Many years ago, by pure chance, I fell upon ocean kayaking or fell on a kayak abandoned on the beach, to be more precise. Looking for something to destress myself after having to deal with a very complicated personal problem. Where were Mood Gummies when I needed them? I decided to give the kayaking activity a go.

It turned out that the kayak belonged to a sailing school that hired the small craft out for just three euros an hour. That was something of a bargain I can tell you.

At the start, handling a nifty kayak was rather difficult. Get caught side-on by a wave, and you’d be drinking water in a split second. I lost count of how many times I almost drowned myself with that little manoeuvre. However, I soon learned to steer the craft with my backside and a paddle to keep the craft head-on into the incoming waves and perseverance paid off.

It was the summer and I had all day, every day to practice my moves. The big idea was to paddle out over the breakers and then spin it around and catch a wave, or series of waves, to surf back to the beach.

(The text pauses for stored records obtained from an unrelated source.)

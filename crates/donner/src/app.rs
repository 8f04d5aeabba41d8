use clap::{Arg, ArgAction, Command};
use clap_complete::Shell;

fn strict_arg() -> Arg {
    Arg::new("strict")
        .short('s')
        .long("strict")
        .help("Require an explicit command binding; unmapped commands fail")
        .action(ArgAction::SetTrue)
}

fn fallback_arg() -> Arg {
    Arg::new("fallback")
        .short('f')
        .long("fallback")
        .help("Run unmapped commands locally, without wrapping")
        .action(ArgAction::SetTrue)
}

pub fn build_cli() -> Command {
    Command::new("donner")
        .version(env!("CARGO_PKG_VERSION"))
        .about("Generic command wrapper for containerized development")
        .long_about("Donner wraps commands in strategies such as 'docker-compose exec' or 'docker run', configured per command in a .donner.yml file. You no longer have to remember which service to use or whether to run or exec a command.")
        .arg(
            Arg::new("verbose")
                .short('v')
                .long("verbose")
                .help("Enable verbose logging output")
                .action(ArgAction::SetTrue)
                .global(true),
        )
        .subcommand_required(true)
        .arg_required_else_help(true)
        .subcommand(
            Command::new("run")
                .visible_alias("r")
                .about("Run a command through its configured strategy")
                .arg(strict_arg())
                .arg(fallback_arg())
                .arg(
                    Arg::new("command")
                        .help("Command to run, followed by its arguments")
                        .required(true)
                        .num_args(1..)
                        .trailing_var_arg(true)
                        .allow_hyphen_values(true) // Pass flags like -la through to the command
                        .index(1)
                )
        )
        .subcommand(
            Command::new("aliases")
                .visible_alias("a")
                .about("Generate shell aliases for every configured command")
                .arg(strict_arg())
                .arg(fallback_arg())
        )
        .subcommand(
            Command::new("commands")
                .about("List configured commands and their strategies")
        )
        .subcommand(
            Command::new("completions")
                .about("Generate shell completions")
                .arg(
                    Arg::new("shell")
                        .help("Shell to generate completions for")
                        .required(true)
                        .value_parser(clap::value_parser!(Shell))
                        .index(1)
                )
        )
}
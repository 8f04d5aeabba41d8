//! Configuration file discovery and loading.
//!
//! The configuration lives in the working directory as `.donner.yml` (or
//! `.donner.yaml`). Setting `DONNER_CONFIG` points at a specific file instead.

use std::fs;
use std::path::{Path, PathBuf};

use tracing::{debug, info};

use super::builder::Configuration;
use super::errors::ConfigError;

/// File names searched for, in order.
pub const CONFIG_FILE_NAMES: &[&str] = &[".donner.yml", ".donner.yaml"];

/// Environment variable overriding the discovered config file.
pub const CONFIG_ENV_VAR: &str = "DONNER_CONFIG";

/// Find the configuration file in `dir`.
pub fn find_config_file(dir: &Path) -> Option<PathBuf> {
    CONFIG_FILE_NAMES
        .iter()
        .map(|name| dir.join(name))
        .find(|path| path.is_file())
}

/// Load configuration for the current process.
///
/// Uses `DONNER_CONFIG` when set, otherwise searches the current directory.
pub fn load_config() -> Result<Configuration, ConfigError> {
    if let Some(path) = std::env::var_os(CONFIG_ENV_VAR).filter(|p| !p.is_empty()) {
        debug!(event = "core.config.env_override", path = ?path);
        return load_config_file(Path::new(&path));
    }

    let cwd = std::env::current_dir().map_err(|source| ConfigError::Io {
        path: PathBuf::from("."),
        source,
    })?;
    load_config_from(&cwd)
}

/// Load configuration from the config file in `dir`.
pub fn load_config_from(dir: &Path) -> Result<Configuration, ConfigError> {
    let path = find_config_file(dir).ok_or_else(|| ConfigError::ConfigNotFound {
        searched: CONFIG_FILE_NAMES
            .iter()
            .map(|name| dir.join(name).display().to_string())
            .collect::<Vec<_>>()
            .join(", "),
    })?;
    load_config_file(&path)
}

/// Load and build a specific configuration file.
pub fn load_config_file(path: &Path) -> Result<Configuration, ConfigError> {
    let content = fs::read_to_string(path).map_err(|source| match source.kind() {
        std::io::ErrorKind::NotFound => ConfigError::ConfigNotFound {
            searched: path.display().to_string(),
        },
        _ => ConfigError::Io {
            path: path.to_path_buf(),
            source,
        },
    })?;

    let config = Configuration::from_yaml(&content)?;

    info!(
        event = "core.config.load_completed",
        path = %path.display(),
        commands = config.list_commands().len()
    );

    Ok(config)
}
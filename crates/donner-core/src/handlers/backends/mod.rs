//! Handler implementations.

mod compose_exec;
mod compose_run;
mod docker_run;
mod passthrough;

pub use compose_exec::ComposeExecHandler;
pub use compose_run::ComposeRunHandler;
pub use docker_run::DockerRunHandler;
pub use passthrough::PassthroughHandler;
use donner_core::{events, init_logging};

mod app;
mod commands;

fn main() {
    let app = app::build_cli();
    let matches = app.get_matches();

    // Extract verbose flag before initializing logging
    let verbose = matches.get_flag("verbose");
    init_logging(verbose);

    let exit_code = match commands::run_command(&matches) {
        Ok(code) => code,
        Err(e) => {
            eprintln!("donner: {}", e);
            events::log_app_error(&*e);
            1
        }
    };
    std::process::exit(exit_code);
}
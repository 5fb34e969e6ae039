//! Transfer engine.
//!
//! Two-account balance mutation under ordered exclusive locks. Both rows are
//! locked in ascending-id order before anything is touched, so two opposing
//! concurrent transfers can never form a lock-wait cycle. Balances are
//! re-read under lock - the pre-validation snapshot is advisory only.

use std::time::Duration;

use rust_decimal::Decimal;
use tracing::{debug, info};

use crate::account::AccountId;
use crate::ledger::error::LedgerError;
use crate::ledger::locked;
use crate::store::{AccountStore, StoreSession};

pub struct TransferEngine;

impl TransferEngine {
    /// Move `amount` from `from` to `to` atomically.
    ///
    /// Any failure after lock acquisition aborts the whole transaction -
    /// neither mutation is retained. Returns the destination account id.
    pub async fn execute<S: AccountStore + ?Sized>(
        store: &S,
        from: AccountId,
        to: AccountId,
        amount: Decimal,
        lock_timeout: Duration,
    ) -> Result<AccountId, LedgerError> {
        let mut session = store.begin().await?;
        match Self::run(session.as_mut(), from, to, amount, lock_timeout).await {
            Ok(()) => {
                session.commit().await?;
                info!(%from, %to, %amount, "transfer committed");
                Ok(to)
            }
            Err(err) => {
                debug!(%from, %to, %amount, error = %err, "transfer aborted");
                session.rollback().await?;
                Err(err)
            }
        }
    }

    async fn run(
        session: &mut dyn StoreSession,
        from: AccountId,
        to: AccountId,
        amount: Decimal,
        lock_timeout: Duration,
    ) -> Result<(), LedgerError> {
        if from == to {
            // Degenerate self-transfer: one lock, and the debit/credit pair
            // cancels out. Still verified so an uncovered amount fails the
            // same way it would against any other destination.
            let account = locked(session, from, lock_timeout).await?;
            if account.balance() < amount {
                return Err(LedgerError::ForbiddenOperation(
                    "not enough money for this operation".to_string(),
                ));
            }
            return Ok(());
        }

        // Deterministic global order: ascending account id.
        let (first, second) = if from < to { (from, to) } else { (to, from) };
        let mut first_row = locked(session, first, lock_timeout).await?;
        let mut second_row = locked(session, second, lock_timeout).await?;

        let (source, dest) = if first == from {
            (&mut first_row, &mut second_row)
        } else {
            (&mut second_row, &mut first_row)
        };

        if source.balance() < amount {
            return Err(LedgerError::ForbiddenOperation(
                "not enough money for this operation".to_string(),
            ));
        }

        source.debit(amount)?;
        dest.credit(amount)?;

        session.save(source).await?;
        session.save(dest).await?;
        Ok(())
    }
}
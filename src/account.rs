//! Core domain types: account and actor identifiers, the account row, and
//! the authenticated actor.
//!
//! Ownership is a foreign-key style reference (`Account::owner`), never an
//! object graph: the set of accounts an actor owns is always derived through
//! [`crate::store::AccountStore::find_by_owner`].

use std::fmt;
use std::str::FromStr;

use rust_decimal::Decimal;
use serde::{Deserialize, Serialize};

use crate::money::{self, MoneyError};

/// Account identifier, assigned by the store (BIGSERIAL in PostgreSQL).
#[derive(
    Debug, Clone, Copy, PartialEq, Eq, Hash, PartialOrd, Ord, Serialize, Deserialize,
)]
#[serde(transparent)]
pub struct AccountId(i64);

impl AccountId {
    pub fn new(id: i64) -> Self {
        Self(id)
    }

    #[inline]
    pub fn get(self) -> i64 {
        self.0
    }

    /// Store-assigned identifiers are always positive; anything else can
    /// never name an account.
    #[inline]
    pub fn is_positive(self) -> bool {
        self.0 > 0
    }
}

impl fmt::Display for AccountId {
    fn fmt(&self, f: &mut fmt::Formatter<'_>) -> fmt::Result {
        write!(f, "{}", self.0)
    }
}

impl FromStr for AccountId {
    type Err = std::num::ParseIntError;

    fn from_str(s: &str) -> Result<Self, Self::Err> {
        Ok(Self(s.parse()?))
    }
}

/// Identifier of the principal an account belongs to.
#[derive(
    Debug, Clone, Copy, PartialEq, Eq, Hash, PartialOrd, Ord, Serialize, Deserialize,
)]
#[serde(transparent)]
pub struct ActorId(i64);

impl ActorId {
    pub fn new(id: i64) -> Self {
        Self(id)
    }

    #[inline]
    pub fn get(self) -> i64 {
        self.0
    }
}

impl fmt::Display for ActorId {
    fn fmt(&self, f: &mut fmt::Formatter<'_>) -> fmt::Result {
        write!(f, "{}", self.0)
    }
}

/// A single monetary account.
///
/// The balance is private: it starts at `0.00`, never goes negative, and is
/// only moved through the validated [`credit`](Account::credit) /
/// [`debit`](Account::debit) operations the engines call under lock.
#[derive(Debug, Clone, PartialEq, Eq)]
pub struct Account {
    id: AccountId,
    owner: ActorId,
    balance: Decimal,
}

impl Account {
    /// Open a fresh account with a zero balance.
    pub fn open(id: AccountId, owner: ActorId) -> Self {
        Self {
            id,
            owner,
            balance: money::zero(),
        }
    }

    /// Rehydrate an account from a stored row.
    pub fn from_row(id: AccountId, owner: ActorId, balance: Decimal) -> Self {
        Self { id, owner, balance }
    }

    #[inline]
    pub fn id(&self) -> AccountId {
        self.id
    }

    #[inline]
    pub fn owner(&self) -> ActorId {
        self.owner
    }

    #[inline]
    pub fn balance(&self) -> Decimal {
        self.balance
    }

    /// Add funds to the account.
    pub fn credit(&mut self, amount: Decimal) -> Result<(), MoneyError> {
        self.balance = money::credit(self.balance, amount)?;
        Ok(())
    }

    /// Remove funds from the account. Fails rather than going negative.
    pub fn debit(&mut self, amount: Decimal) -> Result<(), MoneyError> {
        self.balance = money::debit(self.balance, amount)?;
        Ok(())
    }
}

/// The authenticated principal an operation runs on behalf of.
///
/// Read-only to the ledger core; produced by
/// [`crate::auth::ActorResolver::current_actor`] once per operation and
/// threaded explicitly through every call.
#[derive(Debug, Clone, PartialEq, Eq)]
pub struct Actor {
    pub id: ActorId,
    pub username: String,
}

impl Actor {
    pub fn new(id: ActorId, username: impl Into<String>) -> Self {
        Self {
            id,
            username: username.into(),
        }
    }
}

To get out beyond the breakers you have to either wait until the big wave broke, then paddle like hell to get past the breaking point before another wave could form, or simply attack the incoming wave as fast as you could and crest it before it broke. Get it wrong on the break and you will be hit by a wall of water that will completely take your breath away and quite possibly knock you clean off the kyack down to the sea floor.

Get it only more or less right, and that too could hurt you. Go to the top of the wave and as the kyack passes the high point it will drop heavily down on the other side. The kayak being heavier than your outstretched legs will hit the water first and your legs, briefly in the air, will follow and painfully crash down on the plastic moulded craft, sending searing pain right up your legs to your hips. It is all about timing.

Once safely on the other side, you can spin the kayak around and wait for whichever wave forming in the distance you think will carry you forward. Usually, it’s the seventh wave that will carry you the best.

Once you have seen the wave you want to ride, you start to paddle to get a little speed up. As the wave approaches, you have to moderate your speed making sure to stay just in front of the wave. Again, it’s all about timing.

If you let the wave get under you, it will potentially leave you behind. One time the big wave broke right under me and I dropped like a rock, like I was on a turbocharged elevator. With a little luck, the wave will break just behind you and as the water tilts the rear end up, you have to lean back to avoid being tumbled head over heels into the water ahead of you. In a matter of two seconds max, the kayak will find its own angle to allow you to ride to the beach. If the wave peters out before you hit the beach, you can find yourself catching the wave behind, and the one behind that….

During that exhilarating ride, you have to hold the paddle out of the water horizontally at chest height, ready to dip back in the water, left or right, to steer the course you want to take.

By the end of the Summer, I became so good at kayak surfing that the sailing school asked me to teach newcomers to the sport. That meant that all of my surfing was free.

I must add, that at the time this all happened, I was well over fifty years old. As long as you can swim, regardless of age, you can surf.